| Records |
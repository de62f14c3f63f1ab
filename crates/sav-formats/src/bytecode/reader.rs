//! Bytecode decoder

use std::collections::VecDeque;
use std::io::Read;

use tracing::trace;

use super::command::Command;
use super::options::{ByteCodeOptions, SPACES_BLOCK};
use super::{BLOCK_SIZE, BlockSource, COMMAND_GROUP_SIZE, read_up_to};
use crate::error::{SavError, SavResult};

/// Decoder for bytecode-compressed case data
///
/// Reads command groups from the wrapped stream on demand and hands out
/// decoded bytes in whatever lengths the caller asks for. Bytes decoded past
/// the end of a request are kept for the next call.
#[derive(Debug)]
pub struct ByteCodeReader<R> {
    inner: R,
    options: ByteCodeOptions,
    commands: VecDeque<u8>,
    residual: VecDeque<u8>,
    exhausted: bool,
    units_read: u64,
}

impl<R: Read> ByteCodeReader<R> {
    /// Create a decoder with default options
    pub fn new(inner: R) -> Self {
        Self::with_options(inner, ByteCodeOptions::default())
    }

    /// Create a decoder with explicit options
    pub fn with_options(inner: R, options: ByteCodeOptions) -> Self {
        Self {
            inner,
            options,
            commands: VecDeque::with_capacity(COMMAND_GROUP_SIZE),
            residual: VecDeque::new(),
            exhausted: false,
            units_read: 0,
        }
    }

    /// Decoder configuration
    pub fn options(&self) -> &ByteCodeOptions {
        &self.options
    }

    /// Read exactly `len` decoded bytes
    ///
    /// Returns fewer bytes only when the compressed stream has ended. On error
    /// nothing is handed out; blocks decoded before the failure stay buffered.
    pub fn read(&mut self, len: usize) -> SavResult<Vec<u8>> {
        while self.residual.len() < len {
            match self.next_block()? {
                Some(block) => self.residual.extend(block),
                None => break,
            }
        }
        let take = len.min(self.residual.len());
        Ok(self.residual.drain(..take).collect())
    }

    /// Whether the compressed stream has no more blocks and nothing is buffered
    pub fn is_exhausted(&self) -> bool {
        self.exhausted && self.residual.is_empty()
    }

    /// Number of command groups read so far
    pub fn units_read(&self) -> u64 {
        self.units_read
    }

    /// Get a reference to the wrapped reader
    pub fn get_ref(&self) -> &R {
        &self.inner
    }

    /// Consume the decoder, returning the wrapped reader
    pub fn into_inner(self) -> R {
        self.inner
    }

    /// Resolve commands until one produces a block or the stream ends
    fn next_block(&mut self) -> SavResult<Option<[u8; BLOCK_SIZE]>> {
        loop {
            if self.exhausted {
                return Ok(None);
            }
            let Some(byte) = self.commands.pop_front() else {
                self.refill_commands()?;
                continue;
            };

            match Command::from_byte(byte) {
                Command::Pad => {}
                Command::Literal => return self.read_literal().map(Some),
                Command::Spaces => return Ok(Some(SPACES_BLOCK)),
                Command::SysMissing => return Ok(Some(self.options.sysmis_block())),
                Command::Bias(code) if self.options.bias_mode.is_enabled() => {
                    return Ok(Some(self.options.bias_block(code)));
                }
                Command::EndOfData if self.options.bias_mode.is_enabled() => {
                    trace!("end of data command after {} units", self.units_read);
                    self.commands.clear();
                    self.exhausted = true;
                }
                Command::Bias(_) | Command::EndOfData => {
                    // Leave the command in place so a retry fails the same way
                    self.commands.push_front(byte);
                    return Err(SavError::UnsupportedEncoding(byte));
                }
            }
        }
    }

    /// Load the next group of 8 command bytes, marking the stream exhausted at EOF
    fn refill_commands(&mut self) -> SavResult<()> {
        let mut group = [0u8; COMMAND_GROUP_SIZE];
        let got = read_up_to(&mut self.inner, &mut group)?;
        match got {
            0 => {
                trace!("compressed stream ended after {} units", self.units_read);
                self.exhausted = true;
            }
            COMMAND_GROUP_SIZE => {
                trace!(unit = self.units_read, commands = %hex::encode(group), "read command group");
                self.commands.extend(group);
                self.units_read += 1;
            }
            partial => {
                return Err(SavError::unexpected_eof(
                    "command group",
                    COMMAND_GROUP_SIZE,
                    partial,
                ));
            }
        }
        Ok(())
    }

    fn read_literal(&mut self) -> SavResult<[u8; BLOCK_SIZE]> {
        let mut block = [0u8; BLOCK_SIZE];
        let got = read_up_to(&mut self.inner, &mut block)?;
        if got != BLOCK_SIZE {
            return Err(SavError::unexpected_eof("literal block", BLOCK_SIZE, got));
        }
        Ok(block)
    }
}

impl<R: Read> BlockSource for ByteCodeReader<R> {
    fn read_bytes(&mut self, len: usize) -> SavResult<Vec<u8>> {
        self.read(len)
    }

    fn at_end(&mut self) -> SavResult<bool> {
        if !self.residual.is_empty() {
            return Ok(false);
        }
        match self.next_block()? {
            Some(block) => {
                self.residual.extend(block);
                Ok(false)
            }
            None => Ok(true),
        }
    }
}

| Directions |
Looking at the entries above, find how many lines include the word "false" and write that number alone.

| Solution to this problem |
3